According to the Nagoski sisters, burnout is a feminist issue. It's crucial to recognise the role that the patriarchy plays. As they struggle to thrive, women, they say, are engaged in playing a game that is rigged against them.
"A lot of the self-help genre seems to be dedicated to the idea that you can believe your way out of the patriarchy," says Emily. "You can manifest in the universe anything you want without reference to structural inequality and misogyny. And that's a great way to make a person feel totally crazy.
"It's gaslighting to make someone believe, 'You can do it, you just have to work hard enough', when it's simply not true for people who are in any sort of marginalised identity."
Just recognising this fact can be transformative. "It's a thing that I always felt was missing from books about self-help and psychology - putting it in a cultural context that says, 'If this doesn't work for you, it's not your fault, it's not because you are a failure.' It's because we live in a cultural context that is intentionally making it harder for you, because you are not like the people that this society was defined for and by."
In their book, they argue that the notion of self-care has become another stick for women to beat themselves with. "Self-care really isn't the answer. The answer is all of us caring more for each other. When we tell people to get more rest, it's not like there is anyone who doesn't already know that getting adequate rest is good for you. They know that. What they need is structures in place in their life that make it easier for them to access the rest that they need. And part of that is having permission from the people around them to take care of themselves," says Amelia.
Their approach teaches women to recognise their emotions and find constructive ways to work through them. "We exhaust our emotions when we get stuck in the middle of them," says Emily. "Feelings are tunnels: you have to move all the way through them to get to the light at the end, and stress is one of those tunnels. It's a cycle. It has a biological beginning middle and end. Like digestion, like sleep, you are supposed to go all the way through it and then come out on the other side feeling better."

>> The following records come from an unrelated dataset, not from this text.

//! The single shape/type inference entry point.

use crate::broadcast::{self, BroadcastRule};
use crate::element::ElementType;
use crate::error::{ValidationError, ValidationResult};
use crate::op::{OpFamily, OpKind, OperandDescriptor};
use crate::shape::PartialShape;

/// Computes the output descriptor for one operator application, or fails
/// with the offending argument index(es) and cause.
pub fn infer(
    kind: &OpKind,
    inputs: &[OperandDescriptor],
    rule: BroadcastRule,
) -> ValidationResult<OperandDescriptor> {
    let expected = kind.arity();
    if inputs.len() != expected {
        return Err(ValidationError::ArityMismatch {
            op: kind.name(),
            expected,
            actual: inputs.len(),
        });
    }

    match kind.family() {
        OpFamily::Arithmetic => {
            let element = merge_numeric(inputs)?;
            let shape = merge_input_shapes(inputs, rule)?;
            Ok(OperandDescriptor::new(element, shape))
        }
        OpFamily::UnaryArithmetic => {
            let element = require_numeric(0, inputs[0].element)?;
            Ok(OperandDescriptor::new(element, inputs[0].shape.clone()))
        }
        OpFamily::Comparison => {
            merge_numeric(inputs)?;
            let shape = merge_input_shapes(inputs, rule)?;
            Ok(OperandDescriptor::new(ElementType::Boolean, shape))
        }
        OpFamily::Logical => {
            for (idx, input) in inputs.iter().enumerate() {
                require_boolean(idx, input.element)?;
            }
            let shape = merge_input_shapes(inputs, rule)?;
            Ok(OperandDescriptor::new(ElementType::Boolean, shape))
        }
        OpFamily::Classification => {
            let element = inputs[0].element;
            if !element.is_float() && !element.is_dynamic() {
                return Err(ValidationError::element_type_mismatch(
                    0,
                    0,
                    format!(
                        "argument 0 must have a floating-point element type, got {}",
                        element.name()
                    ),
                ));
            }
            Ok(OperandDescriptor::new(
                ElementType::Boolean,
                inputs[0].shape.clone(),
            ))
        }
        OpFamily::Select => {
            require_boolean(0, inputs[0].element)?;
            let element = inputs[1].element.merge(inputs[2].element, 1, 2)?;
            let shape = merge_input_shapes(inputs, rule)?;
            Ok(OperandDescriptor::new(element, shape))
        }
    }
}

fn merge_input_shapes(
    inputs: &[OperandDescriptor],
    rule: BroadcastRule,
) -> ValidationResult<PartialShape> {
    let shapes: Vec<PartialShape> = inputs.iter().map(|i| i.shape.clone()).collect();
    broadcast::merge_shapes(&shapes, rule)
}

/// Folds all input element types into one, rejecting booleans.
fn merge_numeric(inputs: &[OperandDescriptor]) -> ValidationResult<ElementType> {
    let mut element = require_numeric(0, inputs[0].element)?;
    for (idx, input) in inputs.iter().enumerate().skip(1) {
        require_numeric(idx, input.element)?;
        element = element.merge(input.element, idx - 1, idx)?;
    }
    Ok(element)
}

fn require_numeric(idx: usize, element: ElementType) -> ValidationResult<ElementType> {
    if element.is_numeric() || element.is_dynamic() {
        Ok(element)
    } else {
        Err(ValidationError::element_type_mismatch(
            idx,
            idx,
            format!(
                "argument {idx} must have a numeric element type, got {}",
                element.name()
            ),
        ))
    }
}

fn require_boolean(idx: usize, element: ElementType) -> ValidationResult<()> {
    if element == ElementType::Boolean || element.is_dynamic() {
        Ok(())
    } else {
        Err(ValidationError::element_type_mismatch(
            idx,
            idx,
            format!(
                "argument {idx} must have boolean element type, got {}",
                element.name()
            ),
        ))
    }
}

Physical activity, they argue, is the most efficient strategy to move through emotion, but a simple as a hug can do it too. It has to be a 20-second hug.
"You go into your home and you put your arms around your certain special someone and you hold each other for 20 seconds in a row. This is a potentially awkward amount of time to hug and you have to really like them," Emily says. "But that duration communicates to your body that you have arrived home and you are safe."